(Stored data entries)
************

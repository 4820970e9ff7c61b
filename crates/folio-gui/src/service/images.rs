//! Artwork loading.
//!
//! Image URLs in the content are mapped to files in the local assets
//! directory; nothing is fetched over the network.
//!
//! ```ignore
//! Task::perform(
//!     load_image(assets_dir.clone(), url),
//!     move |result| Message::ImageLoaded { url, result },
//! )
//! ```

use std::path::{Path, PathBuf};

use folio_core::asset_file_name;
use folio_model::content::{PROFILE, PROJECTS, PUBLICATIONS, RESEARCH_GALLERY, RESEARCH_TEASER};
use iced::widget::image;

use crate::error::GuiError;

/// Every image URL the pages can show, without duplicates.
pub fn content_image_urls() -> Vec<&'static str> {
    let mut urls: Vec<&'static str> = std::iter::once(PROFILE.portrait_url)
        .chain(RESEARCH_TEASER.image_urls())
        .chain(PROJECTS.iter().map(|project| project.image_url))
        .chain(
            PROJECTS
                .iter()
                .flat_map(|project| project.gallery().iter().map(|image| image.url)),
        )
        .chain(RESEARCH_GALLERY.iter().map(|item| item.image_url))
        .chain(PUBLICATIONS.iter().map(|publication| publication.image_url))
        .collect();
    let mut seen = std::collections::HashSet::new();
    urls.retain(|url| seen.insert(*url));
    urls
}

/// Path of the local file backing `url`.
pub fn asset_path(assets_dir: &Path, url: &str) -> Result<PathBuf, GuiError> {
    asset_file_name(url)
        .map(|name| assets_dir.join(name))
        .ok_or_else(|| GuiError::AssetUnmapped {
            url: url.to_string(),
        })
}

/// Load and decode an artwork file into an image handle.
///
/// Decoding runs on the blocking pool so an unreadable or corrupt file
/// surfaces here as an error rather than as a blank widget later.
pub async fn load_image(
    assets_dir: PathBuf,
    url: &'static str,
) -> Result<image::Handle, GuiError> {
    let path = asset_path(&assets_dir, url)?;
    let bytes = tokio::fs::read(&path)
        .await
        .map_err(|error| GuiError::asset_load(&path, error))?;
    let handle = tokio::task::spawn_blocking(move || decode_image(&path, &bytes))
        .await
        .map_err(|error| GuiError::internal(format!("image decode task failed: {error}")))??;
    tracing::debug!(url, "image loaded");
    Ok(handle)
}

/// Decode encoded image bytes into an RGBA handle.
pub fn decode_image(path: &Path, bytes: &[u8]) -> Result<image::Handle, GuiError> {
    let decoded = ::image::load_from_memory(bytes)
        .map_err(|error| GuiError::asset_load(path, error))?
        .into_rgba8();
    let (width, height) = decoded.dimensions();
    Ok(image::Handle::from_rgba(width, height, decoded.into_raw()))
}

#[cfg(test)]
mod tests {
    use super::*;

    #[test]
    fn urls_are_unique_and_include_the_portrait() {
        let urls = content_image_urls();
        assert!(urls.contains(&PROFILE.portrait_url));
        let unique: std::collections::HashSet<_> = urls.iter().collect();
        assert_eq!(unique.len(), urls.len());
    }

    #[test]
    fn every_content_url_maps_to_a_file() {
        for url in content_image_urls() {
            assert!(asset_path(Path::new("assets"), url).is_ok(), "{url}");
        }
    }

    #[test]
    fn garbage_bytes_do_not_decode() {
        let error = decode_image(Path::new("assets/a.jpg"), b"not an image").unwrap_err();
        assert!(matches!(error, GuiError::AssetLoad { .. }));
    }

    #[test]
    fn png_bytes_decode() {
        let mut bytes = Vec::new();
        ::image::RgbaImage::new(2, 3)
            .write_to(
                &mut std::io::Cursor::new(&mut bytes),
                ::image::ImageFormat::Png,
            )
            .unwrap();
        assert!(decode_image(Path::new("assets/a.png"), &bytes).is_ok());
    }

    #[test]
    fn unmapped_url_is_reported() {
        let error = asset_path(Path::new("assets"), "https://example.com/").unwrap_err();
        assert!(matches!(error, GuiError::AssetUnmapped { .. }));
    }
}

************

• **What to work on**:
All of the entries above, written out exactly, make up the reply.

• **Reply to the exercise**:
repository 4820970e9ff7c61b
filename crates/folio-gui/src/service/images.rs
//! Artwork loading.
//!
//! Image URLs in the content are mapped to files in the local assets
//! directory; nothing is fetched over the network.
//!
//! ```ignore
//! Task::perform(
//!     load_image(assets_dir.clone(), url),
//!     move |result| Message::ImageLoaded { url, result },
//! )
//! ```

use std::path::{Path, PathBuf};

use folio_core::asset_file_name;
use folio_model::content::{PROFILE, PROJECTS, PUBLICATIONS, RESEARCH_GALLERY, RESEARCH_TEASER};
use iced::widget::image;

use crate::error::GuiError;

/// Every image URL the pages can show, without duplicates.
pub fn content_image_urls() -> Vec<&'static str> {
    let mut urls: Vec<&'static str> = std::iter::once(PROFILE.portrait_url)
        .chain(RESEARCH_TEASER.image_urls())
        .chain(PROJECTS.iter().map(|project| project.image_url))
        .chain(
            PROJECTS
                .iter()
                .flat_map(|project| project.gallery().iter().map(|image| image.url)),
        )
        .chain(RESEARCH_GALLERY.iter().map(|item| item.image_url))
        .chain(PUBLICATIONS.iter().map(|publication| publication.image_url))
        .collect();
    let mut seen = std::collections::HashSet::new();
    urls.retain(|url| seen.insert(*url));
    urls
}

/// Path of the local file backing `url`.
pub fn asset_path(assets_dir: &Path, url: &str) -> Result<PathBuf, GuiError> {
    asset_file_name(url)
        .map(|name| assets_dir.join(name))
        .ok_or_else(|| GuiError::AssetUnmapped {
            url: url.to_string(),
        })
}

/// Load and decode an artwork file into an image handle.
///
/// Decoding runs on the blocking pool so an unreadable or corrupt file
/// surfaces here as an error rather than as a blank widget later.
pub async fn load_image(
    assets_dir: PathBuf,
    url: &'static str,
) -> Result<image::Handle, GuiError> {
    let path = asset_path(&assets_dir, url)?;
    let bytes = tokio::fs::read(&path)
        .await
        .map_err(|error| GuiError::asset_load(&path, error))?;
    let handle = tokio::task::spawn_blocking(move || decode_image(&path, &bytes))
        .await
        .map_err(|error| GuiError::internal(format!("image decode task failed: {error}")))??;
    tracing::debug!(url, "image loaded");
    Ok(handle)
}

/// Decode encoded image bytes into an RGBA handle.
pub fn decode_image(path: &Path, bytes: &[u8]) -> Result<image::Handle, GuiError> {
    let decoded = ::image::load_from_memory(bytes)
        .map_err(|error| GuiError::asset_load(path, error))?
        .into_rgba8();
    let (width, height) = decoded.dimensions();
    Ok(image::Handle::from_rgba(width, height, decoded.into_raw()))
}

#[cfg(test)]
mod tests {
    use super::*;

    #[test]
    fn urls_are_unique_and_include_the_portrait() {
        let urls = content_image_urls();
        assert!(urls.contains(&PROFILE.portrait_url));
        let unique: std::collections::HashSet<_> = urls.iter().collect();
        assert_eq!(unique.len(), urls.len());
    }

    #[test]
    fn every_content_url_maps_to_a_file() {
        for url in content_image_urls() {
            assert!(asset_path(Path::new("assets"), url).is_ok(), "{url}");
        }
    }

    #[test]
    fn garbage_bytes_do_not_decode() {
        let error = decode_image(Path::new("assets/a.jpg"), b"not an image").unwrap_err();
        assert!(matches!(error, GuiError::AssetLoad { .. }));
    }

    #[test]
    fn png_bytes_decode() {
        let mut bytes = Vec::new();
        ::image::RgbaImage::new(2, 3)
            .write_to(
                &mut std::io::Cursor::new(&mut bytes),
                ::image::ImageFormat::Png,
            )
            .unwrap();
        assert!(decode_image(Path::new("assets/a.png"), &bytes).is_ok());
    }

    #[test]
    fn unmapped_url_is_reported() {
        let error = asset_path(Path::new("assets"), "https://example.com/").unwrap_err();
        assert!(matches!(error, GuiError::AssetUnmapped { .. }));
    }
}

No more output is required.